If an Event of Default shall occur hereunder, unless another remedy is expressly provided for herein, the entire unpaid principal balance and all accrued interest under this Note shall become immediately due and payable together with (to the extent permitted under applicable law) any and all costs and attorneys fees incurred by Lender in collecting or enforcing the payment.

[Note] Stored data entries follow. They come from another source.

//! Frame driver
//!
//! The simulation advances one tick per display frame. `FrameScheduler`
//! abstracts "call me on the next frame" so the browser can back it with
//! `requestAnimationFrame` while tests and the headless binary step frames
//! by hand with `ManualScheduler`.

use std::cell::{Cell, RefCell};
use std::rc::{Rc, Weak};

use rand::RngCore;
use rand_pcg::Pcg32;

use crate::error::SchedulerError;
use crate::sim::{FrameSnapshot, GameEvent, GameSession};

/// One-shot frame callback, receives the frame timestamp in milliseconds
pub type FrameCallback = Box<dyn FnOnce(f64)>;

/// Identifies a requested frame so it can be cancelled
#[derive(Debug, Clone, Copy, PartialEq, Eq, Hash)]
pub struct FrameHandle(pub i32);

/// Something that can run a callback on the next frame
pub trait FrameScheduler {
    fn request_frame(&self, callback: FrameCallback) -> Result<FrameHandle, SchedulerError>;

    /// Cancelling an unknown or already-run handle does nothing
    fn cancel_frame(&self, handle: FrameHandle);
}

/// Nominal frame length for the manual clock (60 Hz)
pub const MANUAL_FRAME_MS: f64 = 1000.0 / 60.0;

/// Frame clock stepped explicitly by the caller
#[derive(Default)]
pub struct ManualScheduler {
    next_id: Cell<i32>,
    now_ms: Cell<f64>,
    pending: RefCell<Vec<(FrameHandle, FrameCallback)>>,
}

impl ManualScheduler {
    pub fn new() -> Self {
        Self::default()
    }

    /// Run every callback that was pending when called. Callbacks requested
    /// while running wait for the next frame. Returns how many ran.
    pub fn advance_frame(&self) -> usize {
        let now = self.now_ms.get() + MANUAL_FRAME_MS;
        self.now_ms.set(now);

        let due = std::mem::take(&mut *self.pending.borrow_mut());
        let count = due.len();
        for (_, callback) in due {
            callback(now);
        }
        count
    }

    /// Callbacks waiting for the next frame
    pub fn pending(&self) -> usize {
        self.pending.borrow().len()
    }

    /// Timestamp of the last advanced frame
    pub fn now_ms(&self) -> f64 {
        self.now_ms.get()
    }
}

impl FrameScheduler for ManualScheduler {
    fn request_frame(&self, callback: FrameCallback) -> Result<FrameHandle, SchedulerError> {
        let id = self.next_id.get().wrapping_add(1);
        self.next_id.set(id);
        let handle = FrameHandle(id);
        self.pending.borrow_mut().push((handle, callback));
        Ok(handle)
    }

    fn cancel_frame(&self, handle: FrameHandle) {
        self.pending.borrow_mut().retain(|(h, _)| *h != handle);
    }
}

type FrameObserver = Box<dyn FnMut(&FrameSnapshot)>;

struct LoopShared<S, R> {
    session: RefCell<GameSession<R>>,
    scheduler: S,
    pending: Cell<Option<FrameHandle>>,
    observer: RefCell<Option<FrameObserver>>,
}

/// A session wired to a frame scheduler.
///
/// Frames are requested only while the session is `Playing`; the loop
/// parks itself when a run ends and re-arms on `start`. Dropping the loop
/// cancels any outstanding frame.
pub struct GameLoop<S: FrameScheduler + 'static, R: RngCore + 'static = Pcg32> {
    shared: Rc<LoopShared<S, R>>,
}

impl<S: FrameScheduler + 'static, R: RngCore + 'static> GameLoop<S, R> {
    pub fn new(session: GameSession<R>, scheduler: S) -> Self {
        Self {
            shared: Rc::new(LoopShared {
                session: RefCell::new(session),
                scheduler,
                pending: Cell::new(None),
                observer: RefCell::new(None),
            }),
        }
    }

    /// Start (or restart) a run and make sure frames are flowing
    pub fn start(&self) {
        self.shared.session.borrow_mut().start();
        schedule_next(&self.shared);
    }

    pub fn jump(&self) -> bool {
        self.shared.session.borrow_mut().jump()
    }

    /// Single-button input, see `GameSession::press`
    pub fn press(&self) {
        self.shared.session.borrow_mut().press();
        schedule_next(&self.shared);
    }

    /// Cancel the outstanding frame, if any. Safe to call repeatedly.
    pub fn stop(&self) {
        if let Some(handle) = self.shared.pending.take() {
            self.shared.scheduler.cancel_frame(handle);
            log::debug!("Frame loop cancelled ({:?})", handle);
        }
    }

    /// Whether a frame is currently requested
    pub fn is_scheduled(&self) -> bool {
        self.shared.pending.get().is_some()
    }

    /// Called after every tick with the new state
    pub fn set_frame_observer(&self, observer: impl FnMut(&FrameSnapshot) + 'static) {
        *self.shared.observer.borrow_mut() = Some(Box::new(observer));
    }

    pub fn snapshot(&self) -> FrameSnapshot {
        self.shared.session.borrow().snapshot()
    }

    pub fn drain_events(&self) -> Vec<GameEvent> {
        self.shared.session.borrow_mut().drain_events()
    }

    /// Read the session without cloning a snapshot
    pub fn with_session<T>(&self, f: impl FnOnce(&GameSession<R>) -> T) -> T {
        f(&self.shared.session.borrow())
    }

    pub fn scheduler(&self) -> &S {
        &self.shared.scheduler
    }
}

impl<S: FrameScheduler + 'static, R: RngCore + 'static> Drop for GameLoop<S, R> {
    fn drop(&mut self) {
        self.stop();
    }
}

fn schedule_next<S, R>(shared: &Rc<LoopShared<S, R>>)
where
    S: FrameScheduler + 'static,
    R: RngCore + 'static,
{
    if shared.pending.get().is_some() || !shared.session.borrow().is_playing() {
        return;
    }

    // Weak so the scheduler's queue never keeps the loop alive
    let weak: Weak<LoopShared<S, R>> = Rc::downgrade(shared);
    let callback: FrameCallback = Box::new(move |time| {
        if let Some(shared) = weak.upgrade() {
            run_frame(&shared, time);
        }
    });

    match shared.scheduler.request_frame(callback) {
        Ok(handle) => shared.pending.set(Some(handle)),
        Err(e) => log::error!("Failed to schedule frame: {}", e),
    }
}

fn run_frame<S, R>(shared: &Rc<LoopShared<S, R>>, _time: f64)
where
    S: FrameScheduler + 'static,
    R: RngCore + 'static,
{
    shared.pending.set(None);

    let snapshot = {
        let mut session = shared.session.borrow_mut();
        session.tick();
        session.snapshot()
    };

    if let Some(observer) = shared.observer.borrow_mut().as_mut() {
        observer(&snapshot);
    }

    if snapshot.is_playing {
        schedule_next(shared);
    } else {
        log::debug!("Frame loop parked at frame {}", snapshot.frame);
    }
}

If a Shell Merger has not been completed within one year of the date of this Note, then, at anytime thereafter, unless all principal and interest outstanding on this Note shall have previously been paid, upon written notice from Lender to Borrower, upon written notice to the escrow agent under the Escrow Agreement, Borrower immediately shall reissue to Lender the fourteen million (14,000,000) shares (the “Kazanchyan Shares”) of Common Stock then held in escrow in exchange for the cancellation of this Note, and Borrower shall receive from the escrow agent and redeem, for a nominal purchase price equal to the par value thereof, fourteen million (14,000,000) shares of Common Stock owned by Appian International, LLC. Such Kazanchyan Shares shall represent all then outstanding shares of capital stock of the Borrower, on a fully diluted basis. The parties shall take such action and effect such filings as may be necessary, at the expense of Borrower, applicable securities laws to ensure that the actions described herein are in compliance therewith. Borrower’s failure to take any action described herein shall be deemed an Event of Default hereunder.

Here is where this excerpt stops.